Strage Egitto, repressione islamica contro i cristiani

Uno dei cristiani copti morti in Egitto

La strage dei cristiani copti in Egitto fa parte di un piano strategico elaborato dagli estremisti islamici. Sono in molti a pensare che l’episodio sanguinolento, che ha provocato 9 morti nel villaggio di Nagga Hamadi, non sia stato un caso isolato.

Secondo Emad Gad, ricercatore del centro indipendente di ricerche politiche e strategiche Al Ahram, questo episodio rappresenta «un salto di qualità pericoloso e senza precedenti nell’escalation di violenza contro i copti». Per Gad lo Stato «deve riconoscere il problema e affrontarlo a tutti i livelli, facendo cessare l’incitamento sistematico contro di loro».

La versione circolata poche ore dopo la strage è che si fosse trattato di una ripicca: la comunità islamica si sarebbe così vendicata per uno stupro subito da una ragazza musulmana. Gli esecutori della violenza erano stati individuati all’interno della comunità cristiana.

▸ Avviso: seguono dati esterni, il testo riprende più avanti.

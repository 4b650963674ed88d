//! Simulated camera backend.
//!
//! Synthesizes uniform random noise frames at a fixed resolution and sleeps
//! for the configured exposure time (plus a little jitter) on every capture to
//! emulate real acquisition latency. Used as the default backend and as the
//! fallback when a hardware device fails to open.

use crate::error::DeviceError;
use crate::hardware::capabilities::{exposure_in_range, CameraDevice};
use crate::hardware::Frame;
use rand::Rng;
use std::thread;
use std::time::Duration;
use tracing::debug;

/// Frame width of the simulated sensor.
pub const SIM_WIDTH: u32 = 640;

/// Frame height of the simulated sensor.
pub const SIM_HEIGHT: u32 = 480;

/// Default exposure time in milliseconds.
pub const SIM_DEFAULT_EXPOSURE_MS: u32 = 50;

// Emulated driver latencies.
const OPEN_DELAY: Duration = Duration::from_millis(5);
const CLOSE_DELAY: Duration = Duration::from_millis(8);
const MAX_JITTER_MS: u64 = 2;

/// Noise-frame camera used for testing and as a safe fallback.
pub struct SimulatedCamera {
    width: u32,
    height: u32,
    exposure_ms: u32,
    opened: bool,
}

impl SimulatedCamera {
    /// Create a simulated camera at the standard 640x480 resolution.
    pub fn new() -> Self {
        Self::with_resolution(SIM_WIDTH, SIM_HEIGHT)
    }

    /// Create a simulated camera with a custom resolution.
    pub fn with_resolution(width: u32, height: u32) -> Self {
        Self {
            width,
            height,
            exposure_ms: SIM_DEFAULT_EXPOSURE_MS,
            opened: false,
        }
    }

    /// Sensor resolution as (width, height).
    pub fn resolution(&self) -> (u32, u32) {
        (self.width, self.height)
    }
}

impl Default for SimulatedCamera {
    fn default() -> Self {
        Self::new()
    }
}

impl CameraDevice for SimulatedCamera {
    fn open(&mut self) -> Result<(), DeviceError> {
        if self.opened {
            return Err(DeviceError::AlreadyOpen);
        }
        thread::sleep(OPEN_DELAY);
        self.opened = true;
        debug!(
            width = self.width,
            height = self.height,
            "simulated camera opened"
        );
        Ok(())
    }

    fn close(&mut self) {
        if self.opened {
            thread::sleep(CLOSE_DELAY);
            self.opened = false;
            debug!("simulated camera closed");
        }
    }

    fn capture_frame(&mut self) -> Option<Frame> {
        if !self.opened {
            return None;
        }

        let mut rng = rand::thread_rng();
        let jitter = rng.gen_range(0..=MAX_JITTER_MS);
        thread::sleep(Duration::from_millis(u64::from(self.exposure_ms) + jitter));

        let len = self.width as usize * self.height as usize;
        let mut pixels = vec![0u8; len];
        rng.fill(pixels.as_mut_slice());

        Some(Frame::gray(self.width, self.height, pixels))
    }

    fn set_exposure(&mut self, ms: u32) -> bool {
        if !exposure_in_range(ms) {
            return false;
        }
        self.exposure_ms = ms;
        true
    }

    fn exposure(&self) -> u32 {
        self.exposure_ms
    }

    fn device_kind(&self) -> &'static str {
        "simulated"
    }
}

Una versione che non convince Emad Gad: l’attentatore, osserva, ha sparato «colpendo a caso» tra le sue vittime, in ciò compiendo una vendetta collettiva nei confronti di tutti i copti.

Gad ritiene che l’intolleranza dei musulmani si stia estendendo in tutti i settori della società egiziana: l’incitamento contro i cristiani, precisa, «non esiste solo nelle moschee e sulle tv satellitari, ma anche nelle scuole e sui manuali scolastici».

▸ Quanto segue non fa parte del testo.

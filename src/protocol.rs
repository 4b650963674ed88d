//! Command/response protocol between the controller and the camera worker.
//!
//! The worker owns its device behind two bounded queues and two manual-reset
//! signals. The controller pushes a [`Command`], sets the command signal, then
//! waits on the response signal and pops exactly one [`Response`]. The worker
//! mirrors this on its side. Every command produces exactly one response, and
//! responses are delivered in submission order.
//!
//! ## Signal discipline
//!
//! Both signals are manual-reset: once set they stay set until explicitly
//! cleared. A consumer must clear the signal immediately after its wait
//! returns and before draining the queue. Clearing after the drain loses
//! wakeups when a producer sets the signal between the drain and the clear.

use crate::config::WorkerSettings;
use crate::error::ChannelError;
use crate::hardware::Frame;
use serde::{Deserialize, Serialize};
use std::collections::VecDeque;
use std::sync::{Arc, Condvar, Mutex, PoisonError};
use std::time::{Duration, Instant};

/// Commands accepted by the camera worker.
#[derive(Debug, Clone, PartialEq, Serialize, Deserialize)]
pub enum Command {
    /// Capture and return a single frame.
    Snap,
    /// Begin recording frames to a video file.
    StartRecording,
    /// Finalize the current recording, if any.
    StopRecording,
    /// Change the device exposure time in milliseconds.
    SetExposure(u32),
    /// Push the controller's measured frame rate to the worker.
    SetFps(u32),
    /// Ask for the frame rate last communicated via `SetFps`.
    QueryFps,
    /// Shut the worker down gracefully.
    Stop,
}

/// Responses produced by the camera worker, exactly one per command.
#[derive(Debug, Clone, PartialEq, Serialize, Deserialize)]
pub enum Response {
    /// Device opened; the worker is accepting commands.
    Ready,
    /// The command could not be serviced in the current state.
    NotReady(String),
    /// A captured frame, answering `Snap`.
    Frame(Frame),
    /// Terminal response: the worker has released its device and is exiting.
    Stopped,
    /// Exposure accepted; carries the value now in effect.
    ExposureAck(u32),
    /// Exposure rejected; device state is unchanged.
    ExposureRejected,
    /// Frame rate answering `QueryFps` or acknowledging `SetFps`.
    FpsValue(u32),
    /// The worker entered the faulted state and will service no more commands.
    Fault(String),
}

impl Response {
    /// Short variant name for logging without dumping pixel payloads.
    pub fn label(&self) -> &'static str {
        match self {
            Response::Ready => "Ready",
            Response::NotReady(_) => "NotReady",
            Response::Frame(_) => "Frame",
            Response::Stopped => "Stopped",
            Response::ExposureAck(_) => "ExposureAck",
            Response::ExposureRejected => "ExposureRejected",
            Response::FpsValue(_) => "FpsValue",
            Response::Fault(_) => "Fault",
        }
    }
}

/// Manual-reset signal built on a mutex-guarded flag and a condvar.
///
/// `set` wakes all waiters and leaves the flag raised until `clear`. This is
/// the handshake primitive for both directions of the worker protocol.
#[derive(Default)]
pub struct Signal {
    flag: Mutex<bool>,
    cvar: Condvar,
}

impl Signal {
    /// Create a signal in the cleared state.
    pub fn new() -> Self {
        Self::default()
    }

    /// Raise the signal and wake all current waiters.
    pub fn set(&self) {
        let mut flag = self.flag.lock().unwrap_or_else(PoisonError::into_inner);
        *flag = true;
        self.cvar.notify_all();
    }

    /// Lower the signal. Future waits block until the next `set`.
    pub fn clear(&self) {
        let mut flag = self.flag.lock().unwrap_or_else(PoisonError::into_inner);
        *flag = false;
    }

    /// Whether the signal is currently raised.
    pub fn is_set(&self) -> bool {
        *self.flag.lock().unwrap_or_else(PoisonError::into_inner)
    }

    /// Block until the signal is raised or the timeout elapses.
    ///
    /// Returns `true` when the signal was observed raised. The flag is NOT
    /// cleared; the caller clears it before draining the paired queue.
    pub fn wait_timeout(&self, timeout: Duration) -> bool {
        let deadline = Instant::now() + timeout;
        let mut flag = self.flag.lock().unwrap_or_else(PoisonError::into_inner);
        while !*flag {
            let now = Instant::now();
            if now >= deadline {
                return false;
            }
            let (guard, result) = self
                .cvar
                .wait_timeout(flag, deadline - now)
                .unwrap_or_else(PoisonError::into_inner);
            flag = guard;
            if result.timed_out() && !*flag {
                return false;
            }
        }
        true
    }
}

/// Bounded FIFO queue shared between the controller and the worker.
///
/// Capacity is enforced on push; a full queue is a protocol violation by the
/// producer, reported as [`ChannelError::Full`] rather than blocking.
pub struct MessageQueue<T> {
    inner: Mutex<VecDeque<T>>,
    capacity: usize,
}

impl<T> MessageQueue<T> {
    /// Create a queue holding at most `capacity` items.
    pub fn new(capacity: usize) -> Self {
        Self {
            inner: Mutex::new(VecDeque::with_capacity(capacity)),
            capacity,
        }
    }

    /// Append an item.
    ///
    /// # Errors
    /// Returns `ChannelError::Full` when the queue is at capacity; the item is
    /// dropped rather than enqueued.
    pub fn push(&self, item: T) -> Result<(), ChannelError> {
        let mut queue = self.inner.lock().unwrap_or_else(PoisonError::into_inner);
        if queue.len() >= self.capacity {
            return Err(ChannelError::Full);
        }
        queue.push_back(item);
        Ok(())
    }

    /// Remove and return the oldest item.
    ///
    /// # Errors
    /// Returns `ChannelError::Empty` when there is nothing queued.
    pub fn pop(&self) -> Result<T, ChannelError> {
        let mut queue = self.inner.lock().unwrap_or_else(PoisonError::into_inner);
        queue.pop_front().ok_or(ChannelError::Empty)
    }

    /// Number of queued items.
    pub fn len(&self) -> usize {
        self.inner
            .lock()
            .unwrap_or_else(PoisonError::into_inner)
            .len()
    }

    /// Whether the queue is empty.
    pub fn is_empty(&self) -> bool {
        self.len() == 0
    }

    /// Discard all queued items.
    pub fn clear(&self) {
        self.inner
            .lock()
            .unwrap_or_else(PoisonError::into_inner)
            .clear();
    }

    /// Maximum number of items the queue will hold.
    pub fn capacity(&self) -> usize {
        self.capacity
    }
}

/// Shared endpoints of one worker's protocol.
///
/// Cloned via `Arc` into the worker thread at spawn time; the controller keeps
/// the other reference.
pub struct WorkerChannels {
    /// Controller-to-worker command queue.
    pub commands: MessageQueue<Command>,
    /// Raised by the controller after each command push.
    pub command_ready: Signal,
    /// Worker-to-controller response queue.
    pub responses: MessageQueue<Response>,
    /// Raised by the worker after each response push.
    pub response_ready: Signal,
}

impl WorkerChannels {
    /// Create channels with the configured queue capacities.
    pub fn new(settings: &WorkerSettings) -> Arc<Self> {
        Arc::new(Self {
            commands: MessageQueue::new(settings.command_queue_capacity),
            command_ready: Signal::new(),
            responses: MessageQueue::new(settings.response_queue_capacity),
            response_ready: Signal::new(),
        })
    }

    /// Push a command and raise the command signal in one step.
    ///
    /// # Errors
    /// Returns `ChannelError::Full` when the command queue is at capacity; the
    /// signal is left untouched in that case.
    pub fn send_command(&self, command: Command) -> Result<(), ChannelError> {
        self.commands.push(command)?;
        self.command_ready.set();
        Ok(())
    }

    /// Push a response and raise the response signal in one step.
    ///
    /// # Errors
    /// Returns `ChannelError::Full` when the response queue is at capacity.
    pub fn send_response(&self, response: Response) -> Result<(), ChannelError> {
        self.responses.push(response)?;
        self.response_ready.set();
        Ok(())
    }
}
//! CLI entry point for rust_cam.
//!
//! A thin demonstration harness over [`ControllerFacade`]: every subcommand
//! drives the same command-submission API a GUI front end would use.
//!
//! # Usage
//!
//! List the registered camera backends:
//! ```bash
//! rust_cam devices
//! ```
//!
//! Capture one frame to a portable pixmap:
//! ```bash
//! rust_cam snap --output frame.ppm
//! ```
//!
//! Run a live stream for ten seconds:
//! ```bash
//! rust_cam --camera simulated stream --seconds 10
//! ```
//!
//! Record a five-second clip into the configured output directory:
//! ```bash
//! rust_cam record --seconds 5
//! ```

use anyhow::{bail, Context, Result};
use clap::{Parser, Subcommand};
use rust_cam::config::Settings;
use rust_cam::controller::{ControllerFacade, StreamScheduler};
use rust_cam::hardware::{registry, Frame};
use rust_cam::logging;
use rust_cam::protocol::{Command, Response};
use std::fs::File;
use std::io::Write;
use std::path::{Path, PathBuf};
use std::sync::atomic::{AtomicBool, Ordering};
use std::sync::Arc;
use std::thread;
use std::time::Duration;

#[derive(Parser)]
#[command(name = "rust_cam")]
#[command(about = "Camera acquisition and recording over an isolated worker", long_about = None)]
struct Cli {
    /// Configuration name under config/ (without extension)
    #[arg(long, global = true)]
    config: Option<String>,

    /// Device kind, overriding the configured default
    #[arg(long, global = true)]
    camera: Option<String>,

    #[command(subcommand)]
    command: Commands,
}

#[derive(Subcommand)]
enum Commands {
    /// List registered device kinds
    Devices,

    /// Capture a single frame and write it as a portable pixmap
    Snap {
        /// Output image path (.ppm for color, .pgm written for grayscale)
        #[arg(long, default_value = "snap.ppm")]
        output: PathBuf,
    },

    /// Run a live stream for a fixed duration
    Stream {
        /// Stream length in seconds
        #[arg(long, default_value_t = 5)]
        seconds: u64,

        /// Pause between snaps in milliseconds
        #[arg(long, default_value_t = 0)]
        delay_ms: u64,
    },

    /// Record a clip into the configured output directory
    Record {
        /// Recording length in seconds
        #[arg(long, default_value_t = 5)]
        seconds: u64,
    },
}

fn main() -> Result<()> {
    let cli = Cli::parse();

    let mut settings = Settings::load(cli.config.as_deref()).context("loading configuration")?;
    logging::init_from_settings(&settings.logging).map_err(anyhow::Error::msg)?;
    if let Some(camera) = cli.camera {
        settings.camera.default_kind = camera;
    }

    match cli.command {
        Commands::Devices => cmd_devices(),
        Commands::Snap { output } => cmd_snap(settings, &output),
        Commands::Stream { seconds, delay_ms } => cmd_stream(settings, seconds, delay_ms),
        Commands::Record { seconds } => cmd_record(settings, seconds),
    }
}

fn cmd_devices() -> Result<()> {
    for kind in registry::available_kinds() {
        println!("{kind}");
    }
    Ok(())
}

fn cmd_snap(settings: Settings, output: &Path) -> Result<()> {
    let mut facade = ControllerFacade::new(settings);
    facade.start().context("starting camera worker")?;

    let timeout = facade.command_timeout(&Command::Snap);
    let response = facade
        .submit(Command::Snap, timeout)
        .context("submitting snap")?;
    match response {
        Response::Frame(frame) => {
            write_pixmap(&frame, output)?;
            println!(
                "wrote {}x{} frame ({} channel{}) to {}",
                frame.width,
                frame.height,
                frame.channels,
                if frame.channels == 1 { "" } else { "s" },
                output.display()
            );
        }
        other => bail!("snap failed: {}", response_detail(&other)),
    }

    facade.stop().context("stopping camera worker")?;
    Ok(())
}

fn cmd_stream(settings: Settings, seconds: u64, delay_ms: u64) -> Result<()> {
    let mut facade = ControllerFacade::new(settings);
    facade.start().context("starting camera worker")?;

    let stop = Arc::new(AtomicBool::new(false));
    let timer = {
        let stop = Arc::clone(&stop);
        thread::spawn(move || {
            thread::sleep(Duration::from_secs(seconds));
            stop.store(true, Ordering::Release);
        })
    };

    let mut scheduler = StreamScheduler::new(Duration::from_millis(delay_ms));
    let stats = scheduler
        .run(&mut facade, &stop, |_frame| {})
        .context("streaming")?;
    let _ = timer.join();

    println!(
        "streamed {} frames in {}s, estimated {} fps",
        stats.frames, seconds, stats.fps
    );
    facade.stop().context("stopping camera worker")?;
    Ok(())
}

fn cmd_record(settings: Settings, seconds: u64) -> Result<()> {
    let output_dir = settings.recording.output_dir.clone();
    let mut facade = ControllerFacade::new(settings);
    facade.start().context("starting camera worker")?;

    let timeout = facade.command_timeout(&Command::StartRecording);
    match facade
        .submit(Command::StartRecording, timeout)
        .context("starting recording")?
    {
        Response::Ready => {}
        other => bail!("recording did not start: {}", response_detail(&other)),
    }

    let stop = Arc::new(AtomicBool::new(false));
    let timer = {
        let stop = Arc::clone(&stop);
        thread::spawn(move || {
            thread::sleep(Duration::from_secs(seconds));
            stop.store(true, Ordering::Release);
        })
    };

    let mut scheduler = StreamScheduler::new(Duration::ZERO);
    let stats = scheduler
        .run(&mut facade, &stop, |_frame| {})
        .context("streaming while recording")?;
    let _ = timer.join();

    let timeout = facade.command_timeout(&Command::StopRecording);
    match facade
        .submit(Command::StopRecording, timeout)
        .context("stopping recording")?
    {
        Response::Stopped => {}
        other => bail!("recording did not stop: {}", response_detail(&other)),
    }

    println!(
        "recorded {} frames at ~{} fps under {}",
        stats.frames,
        stats.fps,
        output_dir.display()
    );
    facade.stop().context("stopping camera worker")?;
    Ok(())
}

/// Write a frame as binary PGM (grayscale) or PPM (RGB).
fn write_pixmap(frame: &Frame, path: &Path) -> Result<()> {
    let mut file =
        File::create(path).with_context(|| format!("creating {}", path.display()))?;
    let magic = if frame.is_gray() { "P5" } else { "P6" };
    write!(file, "{magic}\n{} {}\n255\n", frame.width, frame.height)?;
    file.write_all(&frame.pixels)?;
    Ok(())
}

fn response_detail(response: &Response) -> String {
    match response {
        Response::NotReady(reason) => format!("not ready ({reason})"),
        Response::Fault(message) => format!("worker fault ({message})"),
        other => other.label().to_string(),
    }
}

Anche monsignor Youhannes Zakaria, vescovo copto cattolico di Luxor, ha detto che dietro «questo attacco nel giorno del Natale ortodosso vi è un disegno evidente di trasformare i giorni di festa cristiani in giorni del dolore».

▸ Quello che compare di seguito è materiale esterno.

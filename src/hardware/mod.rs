//! Camera hardware layer.
//!
//! Capability trait for camera backends, the pixel [`Frame`] type they
//! produce, the concrete backends (simulated noise source, OS-embedded
//! capture device), and the process-wide device registry used for
//! discovery and validation before a worker is spawned.

pub mod capabilities;
pub mod registry;
pub mod simulated;

#[cfg(feature = "embedded_camera")]
pub mod embedded;

pub use capabilities::{CameraDevice, EXPOSURE_MAX_MS, EXPOSURE_MIN_MS};
pub use registry::DeviceRegistry;
pub use simulated::SimulatedCamera;

#[cfg(feature = "embedded_camera")]
pub use embedded::EmbeddedCamera;

use chrono::{DateTime, Utc};
use serde::{Deserialize, Serialize};

/// A single captured image.
///
/// Pixels are row-major and tightly packed: `width * height * channels` bytes.
/// One channel means grayscale, three means RGB. Frames move by value between
/// pipeline stages; the recording path receives its own clone.
#[derive(Clone, Debug, PartialEq, Serialize, Deserialize)]
pub struct Frame {
    /// Width in pixels.
    pub width: u32,
    /// Height in pixels.
    pub height: u32,
    /// 1 for grayscale, 3 for RGB.
    pub channels: u8,
    /// Row-major packed pixel bytes.
    pub pixels: Vec<u8>,
    /// Capture time, also used for the recording burn-in.
    pub captured_at: DateTime<Utc>,
}

impl Frame {
    /// Create a grayscale frame from raw pixels.
    pub fn gray(width: u32, height: u32, pixels: Vec<u8>) -> Self {
        Self {
            width,
            height,
            channels: 1,
            pixels,
            captured_at: Utc::now(),
        }
    }

    /// Create an RGB frame from raw pixels.
    pub fn rgb(width: u32, height: u32, pixels: Vec<u8>) -> Self {
        Self {
            width,
            height,
            channels: 3,
            pixels,
            captured_at: Utc::now(),
        }
    }

    /// Number of bytes a well-formed pixel buffer must hold.
    pub fn expected_len(&self) -> usize {
        self.width as usize * self.height as usize * self.channels as usize
    }

    /// Whether the frame is single-channel grayscale.
    pub fn is_gray(&self) -> bool {
        self.channels == 1
    }

    /// Return the pixel data as 3-channel RGB, expanding grayscale if needed.
    pub fn rgb_pixels(&self) -> Vec<u8> {
        if self.is_gray() {
            let mut out = Vec::with_capacity(self.pixels.len() * 3);
            for &v in &self.pixels {
                out.extend_from_slice(&[v, v, v]);
            }
            out
        } else {
            self.pixels.clone()
        }
    }
}

#[cfg(test)]
mod tests {
    use super::*;

    #[test]
    fn gray_frame_has_one_channel() {
        let frame = Frame::gray(4, 2, vec![0u8; 8]);
        assert_eq!(frame.channels, 1);
        assert_eq!(frame.expected_len(), 8);
        assert!(frame.is_gray());
    }

    #[test]
    fn gray_expands_to_rgb() {
        let frame = Frame::gray(2, 1, vec![10, 200]);
        assert_eq!(frame.rgb_pixels(), vec![10, 10, 10, 200, 200, 200]);
    }

    #[test]
    fn rgb_passes_through() {
        let pixels = vec![1, 2, 3, 4, 5, 6];
        let frame = Frame::rgb(2, 1, pixels.clone());
        assert_eq!(frame.rgb_pixels(), pixels);
    }
}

«La prova – ha aggiunto – è che anche la Pasqua scorsa era stata attaccata la comunità cristiana nel villaggio di Nagaa Hamadi. Nella sparatoria tre giovani cristiani persero la vita».

Secondo il vescovo di Luxor la reazione esasperata dei musulmani dipende da «quello che avviene nel resto del mondo, come ad esempio il referendum svizzero che proibisce i minareti».

Emag Gad punta l’indice contro lo Stato egiziano, che nel 1980 ha inserito nella Costituzione l’attuale articolo 2: questo articolo afferma che l’Islam è religione di Stato e la sharia è fonte principale delle sue leggi.

Gli attacchi contro i cristiani non sono però circoscritti al solo Egitto: nel mondo islamico si è sempre più radicata nel tempo la convinzione che Occidente e cristianesimo combaciano. Dunque attaccare i “nemici” religiosi equivale a combattere i “nemici” politici.

Le ultime violenze di una certa entità sono avvenute in Iraq nello scorso dicembre. In quell’occasione alcune autobombe furono fatte esplodere fuori da alcune chiese di Mossul.

Le chiese irachene hanno subito negli anni continui attacchi: infatti il Vaticano si è più volte lamentato presso il governo di Baghdad.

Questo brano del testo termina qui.